Suspension trauma, also known as orthostatic shock while suspended, harness hang syndrome (HHS), suspension syndrome, or orthostatic intolerance, is an effect which occurs when the human body is held upright without any movement for a period of time. If the person is strapped into a harness or tied to an upright object they will eventually suffer the central ischaemic response (also known as syncope or fainting). Fainting while remaining vertical increases the risk of death from cerebral hypoxia. Since there is no evidence that these effects are specifically due to trauma, or caused by the harness itself, climbing medicine authorities have argued against the terminology of suspension trauma or harness hang syndrome and instead termed this simply "suspension syndrome".

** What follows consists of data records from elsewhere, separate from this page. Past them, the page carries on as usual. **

use std::sync::Arc;
use std::time::Duration;

use streamedge_bus::{BusEvent, ConnectionPool};
use testcontainers::{ContainerAsync, runners::AsyncRunner};
use testcontainers_modules::redis::RedisStack;

async fn setup_redis() -> (String, ContainerAsync<RedisStack>) {
    let node = RedisStack::default()
        .start()
        .await
        .expect("failed to start redis");
    let host_port = node
        .get_host_port_ipv4(6379)
        .await
        .expect("could not get port");
    (format!("redis://127.0.0.1:{host_port}"), node)
}

#[tokio::test]
async fn published_messages_are_delivered_to_subscribers() {
    let (url, _node) = setup_redis().await;
    let pool = Arc::new(ConnectionPool::new(&url).unwrap());

    let mut rx = pool.subscribe(vec!["patterns".to_string()]).await;
    // give the background subscriber loop time to complete its SUBSCRIBE
    tokio::time::sleep(Duration::from_millis(200)).await;

    pool.publish("patterns", b"hello").await.unwrap();

    let event = tokio::time::timeout(Duration::from_secs(2), rx.recv())
        .await
        .expect("timed out waiting for message")
        .expect("channel closed");

    match event {
        BusEvent::Message { topic, payload } => {
            assert_eq!(topic, "patterns");
            assert_eq!(payload, b"hello");
        }
        other => panic!("unexpected event: {other:?}"),
    }

    assert!(pool.is_healthy());
}

#[tokio::test]
async fn reconnect_after_redis_restart_emits_reconnected_and_resumes_delivery() {
    let (url, mut node) = setup_redis().await;
    let pool = Arc::new(ConnectionPool::new(&url).unwrap());
    let mut rx = pool.subscribe(vec!["patterns".to_string()]).await;
    tokio::time::sleep(Duration::from_millis(200)).await;

    node.stop().await.expect("failed to stop redis");
    tokio::time::sleep(Duration::from_millis(300)).await;
    node.start().await.expect("failed to restart redis");

    let event = tokio::time::timeout(Duration::from_secs(10), rx.recv())
        .await
        .expect("timed out waiting for reconnect")
        .expect("channel closed");
    assert!(matches!(event, BusEvent::Reconnected));

    pool.publish("patterns", b"after-reconnect").await.unwrap();
    let event = tokio::time::timeout(Duration::from_secs(2), rx.recv())
        .await
        .expect("timed out waiting for post-reconnect message")
        .expect("channel closed");
    match event {
        BusEvent::Message { payload, .. } => assert_eq!(payload, b"after-reconnect"),
        other => panic!("unexpected event: {other:?}"),
    }
}
//! Fail-fast process orchestrator: builds every pipeline component in dependency
//! order, spawns their background tasks, and exposes a single [`Orchestrator`] handle
//! the binary entry point uses for health reporting and graceful shutdown.
//!
//! The query surface is handed back to the caller unbound to any transport. Binding
//! it to an HTTP router or socket layer is an explicit out-of-scope collaborator, not
//! this crate's concern.

use std::sync::Arc;
use std::time::Duration;

use anyhow::{Context, Result, anyhow};
use streamedge_broadcaster::{Broadcaster, BroadcasterConfig, BroadcasterSink};
use streamedge_buffer::StreamingBuffer;
use streamedge_bus::ConnectionPool;
use streamedge_cache::PatternCache;
use streamedge_cli::CliArgs;
use streamedge_query::{QueryService, QueryServiceConfig};
use streamedge_subindex::SubscriptionIndex;
use streamedge_subscriber::EventSubscriber;
use streamedge_types::{HealthReport, PipelineStats};
use tokio::task::JoinHandle;
use tracing::info;

const TTL_SWEEP_INTERVAL: Duration = Duration::from_secs(60);
const INDEX_SWEEP_INTERVAL: Duration = Duration::from_secs(60);
const BROADCASTER_SHARD_COUNT: usize = 4;

/// Owns every long-running background task. Dropping this without calling
/// [`Orchestrator::shutdown`] aborts the tasks immediately; `shutdown` lets the
/// buffer drain first.
pub struct Orchestrator {
    pub bus: Arc<ConnectionPool>,
    pub cache: Arc<PatternCache>,
    pub index: Arc<SubscriptionIndex>,
    pub broadcaster: Arc<Broadcaster>,
    pub buffer: Arc<StreamingBuffer>,
    pub query: Arc<QueryService>,
    ttl_sweeper: JoinHandle<()>,
    index_sweeper: JoinHandle<()>,
    flush_task: JoinHandle<()>,
    subscriber_task: JoinHandle<()>,
}

impl Orchestrator {
    pub fn builder(args: CliArgs) -> OrchestratorBuilder {
        OrchestratorBuilder { args }
    }

    pub fn health(&self) -> HealthReport {
        self.query.health()
    }

    /// Reverse-order shutdown: stop taking new subscriber work, run one last buffer
    /// flush so nothing queued is silently dropped, then tear down the remaining
    /// background tasks. The bus and broadcaster hold no resources that outlive the
    /// process beyond what dropping their `Arc`s already releases.
    pub async fn shutdown(self) {
        self.subscriber_task.abort();
        self.buffer.flush();
        tokio::time::sleep(Duration::from_millis(50)).await;
        self.flush_task.abort();
        self.index_sweeper.abort();
        self.ttl_sweeper.abort();
        info!("orchestrator shutdown complete");
    }
}

pub struct OrchestratorBuilder {
    args: CliArgs,
}

impl OrchestratorBuilder {
    /// Builds every component in the order each depends on the last, aborting with
    /// context on the first failure: bus, cache, subscription index, broadcaster
    /// (needs the index), streaming buffer (needs the broadcaster as its flush
    /// sink), event subscriber, query service.
    pub async fn build(self) -> Result<Orchestrator> {
        let args = self.args;

        let bus = Arc::new(build_bus(&args)?);
        info!("bus connection pool initialized");

        let cache = Arc::new(PatternCache::new(args.cache.pattern_ttl_sec, 0));
        info!("pattern cache initialized");

        let index = Arc::new(SubscriptionIndex::new());
        info!("subscription index initialized");

        let broadcaster = Broadcaster::new(
            Arc::clone(&index),
            BroadcasterConfig {
                shard_count: BROADCASTER_SHARD_COUNT,
                rate_limit_per_sec: args.rate.rate_limit_events_per_sec,
                per_send_deadline: Duration::from_millis(args.deadline.per_send_deadline_ms),
            },
        );
        info!("broadcaster initialized");

        let sink: Arc<dyn streamedge_buffer::BufferSink> =
            Arc::new(BroadcasterSink(Arc::clone(&broadcaster)));
        let buffer = Arc::new(StreamingBuffer::new(args.buffer.buffer_max_size, sink));
        info!("streaming buffer initialized");

        let stats = Arc::new(PipelineStats::default());

        let subscriber = EventSubscriber::new(
            Arc::clone(&bus),
            Arc::clone(&cache),
            Arc::clone(&buffer),
            Arc::clone(&broadcaster),
            Arc::clone(&stats),
        );
        info!("event subscriber initialized");

        let query = Arc::new(QueryService::new(
            Arc::clone(&cache),
            Arc::clone(&bus),
            Arc::clone(&index),
            Arc::clone(&broadcaster),
            Arc::clone(&stats),
            QueryServiceConfig {
                response_cache_ttl: Duration::from_secs(args.cache.response_cache_ttl_sec),
                query_deadline: Duration::from_millis(args.deadline.query_deadline_ms),
            },
        ));
        info!("query service initialized");

        let ttl_sweeper = streamedge_cache::spawn_ttl_sweeper(Arc::clone(&cache), TTL_SWEEP_INTERVAL);
        let index_sweeper = streamedge_subindex::spawn_stale_sweeper(
            Arc::clone(&index),
            chrono::Duration::seconds(args.cache.index_ttl_sec as i64),
            INDEX_SWEEP_INTERVAL,
        );
        let flush_task = streamedge_buffer::spawn_flush_task(
            Arc::clone(&buffer),
            Duration::from_millis(args.buffer.buffer_interval_ms),
        );
        let subscriber_task = tokio::spawn(subscriber.run());

        Ok(Orchestrator {
            bus,
            cache,
            index,
            broadcaster,
            buffer,
            query,
            ttl_sweeper,
            index_sweeper,
            flush_task,
            subscriber_task,
        })
    }
}

fn build_bus(args: &CliArgs) -> Result<ConnectionPool> {
    if args.bus.is_cluster() {
        return ConnectionPool::new_with_cluster(args.bus.bus_address.clone())
            .context("initializing bus: redis cluster client");
    }
    let url = args
        .bus
        .connection_url()
        .ok_or_else(|| anyhow!("bus_address is required"))?;
    ConnectionPool::new(&url).context("initializing bus: redis client")
}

People at risk of suspension syndrome include people using industrial harnesses (fall arrest systems, abseiling systems, confined space systems), people using harnesses for sporting purposes (caving, climbing, parachuting, etc.), stunt performers, circus performers, and occupations that require the use of harnesses and suspension systems in general.

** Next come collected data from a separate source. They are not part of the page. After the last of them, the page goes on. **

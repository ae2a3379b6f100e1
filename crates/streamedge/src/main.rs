use std::pin::pin;

use anyhow::Result;
use clap::Parser;
use streamedge::Orchestrator;
use streamedge_cli::CliArgs;
use tracing::info;
use tracing_subscriber::EnvFilter;
use tracing_subscriber::layer::SubscriberExt;
use tracing_subscriber::util::SubscriberInitExt;

async fn shutdown_signal() {
    let mut sigint = pin!(tokio::signal::ctrl_c());
    #[cfg(unix)]
    {
        let mut sigterm_stream = tokio::signal::unix::signal(tokio::signal::unix::SignalKind::terminate())
            .expect("failed to bind SIGTERM handler");
        let mut sigterm = pin!(sigterm_stream.recv());
        tokio::select! {
            _ = &mut sigint => info!("received SIGINT, shutting down gracefully"),
            _ = &mut sigterm => info!("received SIGTERM, shutting down gracefully"),
        }
    }
    #[cfg(not(unix))]
    {
        tokio::select! {
            _ = &mut sigint => info!("received Ctrl+C, shutting down gracefully"),
        }
    }
}

#[tokio::main]
async fn main() -> Result<()> {
    let args = CliArgs::parse();

    tracing_subscriber::registry()
        .with(tracing_subscriber::fmt::layer())
        .with(EnvFilter::try_from_default_env().unwrap_or_else(|_| EnvFilter::new("info")))
        .init();

    info!(instance_id = %args.instance_id, "starting streamedge");

    let orchestrator = Orchestrator::builder(args).build().await?;
    info!("pipeline running");

    shutdown_signal().await;

    orchestrator.shutdown().await;
    Ok(())
}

In the UK the term "suspension trauma" has been replaced by "syncope" or "pre-syncope" as "trauma" suggests that there has been a physical injury that has resulted in the fallen person becoming unconscious. In the circumstances where a person has fallen into suspension on a rope/lanyard and has become unconscious, it is thought that the unconscious state "syncope" is due to a combination of orthostasis or motionless vertical suspension, with "pre-syncope" being the state before the person becomes unconscious where the fallen person may experience symptoms such as light-headedness; nausea; sensations of flushing; tingling or numbness of the arms or legs; anxiety; visual disturbance; or faintness. HSE Research Report RR708 2009 1 Introduction page 5 paragraphs 1 and 3 refers.

==Cause==
The most common cause is accidents in which the person remains motionless suspended in a harness for longer periods of time. Motionlessness may have several causes including fatigue, hypoglycemia, hypothermia or traumatic brain injury.

==Symptoms==
Onset of symptoms may be after just a few minutes, but usually occurs after at least 20 minutes of free hanging. Typical symptoms are pallor, sweating, shortness of breath, blurred vision, dizziness, nausea, hypotension and numbness of the legs. Eventually it leads to fainting, which may result in death due to oxygen deprivation of the brain.

==Treatment==
If someone is stranded in a harness, but is not unconscious or injured, and has something to kick against or stand on (such as a rock ledge or caving leg-loops) it is helpful for them to use their leg muscles by pushing against it every so often, to keep the blood pumping back to the torso. If the person is stranded in mid-air or is exhausted, then keeping the legs moving can be both beneficial and rather dangerous. On the one hand, exercising the leg muscles will keep the blood returning to the torso, but on the other hand, as the movements become weaker the leg muscles will continue to demand blood yet they will become much less effective at returning it to the body, and the moment the victim ceases moving their legs, the blood will immediately start to pool. "Pedaling an imaginary bicycle" should only be used as a last-ditch effort to prolong consciousness, because as soon as the "pedaling" stops, fainting will shortly follow. If it is impossible to rescue someone immediately, then it is necessary to raise their legs to a sitting position, which can be done with a loop of rigging tape behind the knees or specialized equipment from a rescue kit.

When workers are suspended in their safety harnesses for long periods, they may suffer from blood pooling in the lower body. This can lead to suspension trauma, although recent research shows that this may not always be the case. Once a worker is back on the ground after a fall has been arrested on a fall protection system, a worker should be placed in the “W” position. The “W” position is where a worker sits upright on the ground with their back/chest straight and their legs bent so that their knees are in line with the bottom of their chin. For added stability, make sure that the worker’s feet stay flat on the ground. In this position, a KED board can still be used if there are any potential spinal injuries and a worker needs stabilization before transport.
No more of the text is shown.